Metaheuristic (swarm-based, evolutionary,....) algorithms are gradient-free optimization. Therefor it is completely different than Gradient-based optimization (GD, SGD, Adam, Adagrad,...). Besides, MHAs can't solve a large dimensions problems like deep neural network. You can check several large-scale competition CEC-2023, CEC-2020,.. about evolutionary, they can only handle problem at maximum 1000 dimensions (variables). Deep neural networks (Pre-trained models) are usually a big network with 100k weights or more. You can't really use MHAs to fine-tune this kind of model. In the youtube video, I can make a hybrid model but only with small network.

waseemR02 commented 1 year ago

Is there any other alternative, as it requires me to use some meta heuristic optimizers?What if we just train some input layers and not the hidden layers(just freeze them). Any help would be appreciated.

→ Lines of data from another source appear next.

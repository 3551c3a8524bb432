use serde::Deserialize;
use std::env;

use crate::error::{Result, UmiError};

pub const DEFAULT_BASE_URL: &str = "http://127.0.0.1:1224";

fn parse_env_or<T: std::str::FromStr>(var: &str, default: T) -> T
where
    T::Err: std::fmt::Display,
{
    match env::var(var) {
        Ok(val) => match val.parse() {
            Ok(parsed) => parsed,
            Err(e) => {
                tracing::warn!("Invalid value '{}' for {}: {}. Using default.", val, var, e);
                default
            }
        },
        Err(_) => default,
    }
}

fn parse_env_opt<T: std::str::FromStr>(var: &str) -> Option<T>
where
    T::Err: std::fmt::Display,
{
    match env::var(var) {
        Ok(val) => match val.parse() {
            Ok(parsed) => Some(parsed),
            Err(e) => {
                tracing::warn!("Invalid value '{}' for {}: {}. Ignoring.", val, var, e);
                None
            }
        },
        Err(_) => None,
    }
}

#[derive(Debug, Clone, Deserialize)]
pub struct Config {
    pub client: ClientConfig,
    pub polling: PollingConfig,
}

/// Connection settings shared by every client.
#[derive(Debug, Clone, Deserialize)]
pub struct ClientConfig {
    /// Service root, e.g. `http://127.0.0.1:1224`. Endpoint paths are
    /// appended to it unless a call supplies its own `url`.
    pub base_url: String,
    /// Per-request timeout. `None` leaves requests unbounded.
    pub timeout_secs: Option<u64>,
}

/// Cadence used by callers that drive a document job to completion.
///
/// The library itself never sleeps; this only feeds the CLI loop.
#[derive(Debug, Clone, Deserialize)]
pub struct PollingConfig {
    pub interval_ms: u64,
    pub max_attempts: u32,
}

impl Default for ClientConfig {
    fn default() -> Self {
        Self {
            base_url: env::var("UMI_OCR_BASE_URL").unwrap_or_else(|_| DEFAULT_BASE_URL.to_string()),
            timeout_secs: parse_env_opt("UMI_OCR_TIMEOUT"),
        }
    }
}

impl Default for PollingConfig {
    fn default() -> Self {
        Self {
            interval_ms: parse_env_or("UMI_OCR_POLL_INTERVAL_MS", 1000),
            max_attempts: parse_env_or("UMI_OCR_MAX_POLLS", 600),
        }
    }
}

impl Default for Config {
    fn default() -> Self {
        Self {
            client: ClientConfig::default(),
            polling: PollingConfig::default(),
        }
    }
}

impl Config {
    pub fn from_env() -> Self {
        Self::default()
    }
}

impl ClientConfig {
    pub fn with_base_url(base_url: impl Into<String>) -> Self {
        Self {
            base_url: base_url.into(),
            timeout_secs: None,
        }
    }

    /// Parses `base_url`, rejecting anything that is not http(s).
    pub fn parsed_base_url(&self) -> Result<url::Url> {
        let url = url::Url::parse(self.base_url.trim_end_matches('/'))?;
        match url.scheme() {
            "http" | "https" => Ok(url),
            other => Err(UmiError::Config(format!(
                "Unsupported scheme '{other}' in base URL {}",
                self.base_url
            ))),
        }
    }
}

thieu1995 commented 1 year ago

@waseemR02,

I don't know because I'm not familiar with the pre-trained mobilenet-ssd fpn320 model. I haven't used it before. Perhaps you can treat it as a feature selection problem, choosing which hidden layers to freeze or not. You can use the BinaryVar type to achieve this. Let's say you have 10 hidden layers, and you need to select a combination of layers that yields the best results. For example, you could freeze the 3rd and 8th hidden layers. This is a way to apply metaheuristics to your pre-trained model.